**Instructions for the task:**
Every line below between the one holding "use url::Url;" and the one holding "no logout endpoint.", inclusive, should be copied exactly, and no other line.

== Records provided

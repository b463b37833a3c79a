//! The control plane's auth endpoints.
//!
//! [`AuthBackend`] is the seam the session core talks through; the HTTP
//! implementation speaks the JSON contract below.
//!
//! | Endpoint | Method | Request body | Response body |
//! |---|---|---|---|
//! | auth configuration | GET | | `{auth_url, client_id, logout_url}` |
//! | token exchange | POST | `{code, redirect_uri}` | token pair |
//! | refresh | POST | `{refresh_token}` | token pair |
//! | userinfo | GET (bearer) | | claims |

use std::sync::Arc;

use async_trait::async_trait;
use reqwest::header::AUTHORIZATION;
use serde::{Deserialize, Serialize};
use url::Url;

use crate::claims::Claims;
use crate::error::{AuthError, Result};
use crate::token::TokenResponse;

/// Authorization server configuration, fetched fresh for every login/logout.
#[derive(Debug, Clone, Default, PartialEq, Eq, Serialize, Deserialize)]
pub struct AuthConfig {
    #[serde(default, rename = "auth_url")]
    pub authorization_endpoint: Option<String>,
    #[serde(default)]
    pub client_id: Option<String>,
    #[serde(default, rename = "logout_url")]
    pub logout_endpoint: Option<String>,
}

impl AuthConfig {
    /// Authorization endpoint and client id, both required to be non-empty.
    pub fn authorization(&self) -> Result<(&str, &str)> {
        let endpoint = non_empty(self.authorization_endpoint.as_deref()).ok_or_else(|| {
            AuthError::InvalidAuthConfig("authorization endpoint is missing".to_string())
        })?;
        let client_id = non_empty(self.client_id.as_deref())
            .ok_or_else(|| AuthError::InvalidAuthConfig("client id is missing".to_string()))?;
        Ok((endpoint, client_id))
    }

    /// Provider logout URL that sends the browser back to `post_logout_redirect`.
    ///
    /// `None` when the backend advertises no logout endpoint.
    pub fn logout_url(&self, post_logout_redirect: &str) -> Option<String> {
        let endpoint = non_empty(self.logout_endpoint.as_deref())?;
        let mut params = Vec::with_capacity(2);
        if let Some(client_id) = non_empty(self.client_id.as_deref()) {
            params.push(("client_id", client_id));
        }
        params.push(("post_logout_redirect_uri", post_logout_redirect));
        Some(with_query(endpoint, &params))
    }
}

fn non_empty(value: Option<&str>) -> Option<&str> {
    value.map(str::trim).filter(|v| !v.is_empty())
}

/// Append percent-encoded query parameters to `base`, keeping any existing query.
pub(crate) fn with_query(base: &str, params: &[(&str, &str)]) -> String {
    let query = params
        .iter()
        .map(|(k, v)| format!("{}={}", k, urlencoding::encode(v)))
        .collect::<Vec<_>>()
        .join("&");
    let separator = if base.contains('?') { '&' } else { '?' };
    format!("{}{}{}", base, separator, query)
}

// ============================================================================
// Endpoint paths
// ============================================================================

/// Paths of the auth endpoints, relative to the control plane base URL.
#[derive(Debug, Clone, PartialEq, Eq, Serialize, Deserialize)]
#[serde(default)]
pub struct AuthEndpoints {
    pub config: String,
    pub token: String,
    pub refresh: String,
    pub userinfo: String,
}

impl Default for AuthEndpoints {
    fn default() -> Self {
        Self {
            config: "api/auth/config".to_string(),
            token: "api/auth/token".to_string(),
            refresh: "api/auth/refresh".to_string(),
            userinfo: "api/auth/userinfo".to_string(),
        }
    }
}

impl AuthEndpoints {
    /// Resolve every path against `base_url`.
    pub fn resolve(&self, base_url: &Url) -> Result<EndpointUrls> {
        let join = |path: &str| base_url.join(path.trim_start_matches('/'));
        Ok(EndpointUrls {
            config: join(&self.config)?,
            token: join(&self.token)?,
            refresh: join(&self.refresh)?,
            userinfo: join(&self.userinfo)?,
        })
    }
}

/// Absolute auth endpoint URLs.
#[derive(Debug, Clone, PartialEq, Eq)]
pub struct EndpointUrls {
    pub config: Url,
    pub token: Url,
    pub refresh: Url,
    pub userinfo: Url,
}

impl EndpointUrls {
    /// True for the token exchange and refresh endpoints, which must never be
    /// sent with an attached bearer token or replayed after a 401.
    pub fn is_token_endpoint(&self, url: &Url) -> bool {
        same_endpoint(url, &self.token) || same_endpoint(url, &self.refresh)
    }
}

fn same_endpoint(a: &Url, b: &Url) -> bool {
    a.scheme() == b.scheme()
        && a.host_str() == b.host_str()
        && a.port_or_known_default() == b.port_or_known_default()
        && a.path().trim_end_matches('/') == b.path().trim_end_matches('/')
}

// ============================================================================
// AuthBackend Trait
// ============================================================================

/// The backend calls the session core depends on.
#[async_trait]
pub trait AuthBackend: Send + Sync + std::fmt::Debug {
    /// Fetch the authorization server configuration.
    async fn auth_config(&self) -> Result<AuthConfig>;

    /// Trade a single-use authorization code for tokens.
    async fn exchange_code(&self, code: &str, redirect_uri: &str) -> Result<TokenResponse>;

    /// Trade a refresh token for a new token pair.
    async fn refresh(&self, refresh_token: &str) -> Result<TokenResponse>;

    /// Fetch the signed-in user's claims.
    async fn user_info(&self, access_token: &str) -> Result<Claims>;
}

/// Shared backend handle.
pub type SharedAuthBackend = Arc<dyn AuthBackend>;

// ============================================================================
// HttpAuthBackend
// ============================================================================

#[derive(Debug, Serialize)]
struct TokenExchangeRequest<'a> {
    code: &'a str,
    redirect_uri: &'a str,
}

#[derive(Debug, Serialize)]
struct TokenRefreshRequest<'a> {
    refresh_token: &'a str,
}

/// JSON-over-HTTP implementation of [`AuthBackend`].
#[derive(Debug, Clone)]
pub struct HttpAuthBackend {
    http: reqwest::Client,
    urls: EndpointUrls,
}

impl HttpAuthBackend {
    pub fn new(http: reqwest::Client, urls: EndpointUrls) -> Self {
        Self { http, urls }
    }

    /// Build against a base URL with the default endpoint paths.
    pub fn with_base_url(base_url: &str) -> Result<Self> {
        let base = crate::client::normalize_base_url(base_url)?;
        let urls = AuthEndpoints::default().resolve(&base)?;
        Ok(Self::new(reqwest::Client::new(), urls))
    }

    pub fn urls(&self) -> &EndpointUrls {
        &self.urls
    }

    async fn read_json<T: serde::de::DeserializeOwned>(
        response: reqwest::Response,
        what: &str,
    ) -> Result<T> {
        let status = response.status();
        if !status.is_success() {
            return Err(error_from_response(response).await);
        }
        response
            .json()
            .await
            .map_err(|e| AuthError::Serialization(format!("Failed to parse {}: {}", what, e)))
            .inspect_err(|e| tracing::debug!(%status, error = %e, "Undecodable auth response"))
    }
}

#[async_trait]
impl AuthBackend for HttpAuthBackend {
    async fn auth_config(&self) -> Result<AuthConfig> {
        let response = self.http.get(self.urls.config.clone()).send().await?;
        Self::read_json(response, "auth config").await
    }

    async fn exchange_code(&self, code: &str, redirect_uri: &str) -> Result<TokenResponse> {
        let response = self
            .http
            .post(self.urls.token.clone())
            .json(&TokenExchangeRequest { code, redirect_uri })
            .send()
            .await?;
        Self::read_json(response, "token exchange response").await
    }

    async fn refresh(&self, refresh_token: &str) -> Result<TokenResponse> {
        let response = self
            .http
            .post(self.urls.refresh.clone())
            .json(&TokenRefreshRequest { refresh_token })
            .send()
            .await?;
        Self::read_json(response, "refresh response").await
    }

    async fn user_info(&self, access_token: &str) -> Result<Claims> {
        let response = self
            .http
            .get(self.urls.userinfo.clone())
            .header(AUTHORIZATION, format!("Bearer {}", access_token))
            .send()
            .await?;
        Self::read_json(response, "userinfo").await
    }
}

/// Error body some backends send alongside a failure status.
#[derive(Debug, Deserialize)]
struct ErrorResponse {
    #[serde(alias = "error_description", alias = "error")]
    message: String,
}

/// Turn a failed response into [`AuthError::Api`], keeping the server's message.
pub(crate) async fn error_from_response(response: reqwest::Response) -> AuthError {
    let status = response.status().as_u16();
    let body = response.text().await.unwrap_or_default();

    let message = match serde_json::from_str::<ErrorResponse>(&body) {
        Ok(err) => err.message,
        Err(_) if !body.trim().is_empty() => body.trim().to_string(),
        Err(_) => format!("HTTP {}", status),
    };

    AuthError::Api { status, message }
}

====

**Answer for this exercise:**
use url::Url;

use crate::claims::Claims;
use crate::error::{AuthError, Result};
use crate::token::TokenResponse;

/// Authorization server configuration, fetched fresh for every login/logout.
#[derive(Debug, Clone, Default, PartialEq, Eq, Serialize, Deserialize)]
pub struct AuthConfig {
    #[serde(default, rename = "auth_url")]
    pub authorization_endpoint: Option<String>,
    #[serde(default)]
    pub client_id: Option<String>,
    #[serde(default, rename = "logout_url")]
    pub logout_endpoint: Option<String>,
}

impl AuthConfig {
    /// Authorization endpoint and client id, both required to be non-empty.
    pub fn authorization(&self) -> Result<(&str, &str)> {
        let endpoint = non_empty(self.authorization_endpoint.as_deref()).ok_or_else(|| {
            AuthError::InvalidAuthConfig("authorization endpoint is missing".to_string())
        })?;
        let client_id = non_empty(self.client_id.as_deref())
            .ok_or_else(|| AuthError::InvalidAuthConfig("client id is missing".to_string()))?;
        Ok((endpoint, client_id))
    }

    /// Provider logout URL that sends the browser back to `post_logout_redirect`.
    ///
    /// `None` when the backend advertises no logout endpoint.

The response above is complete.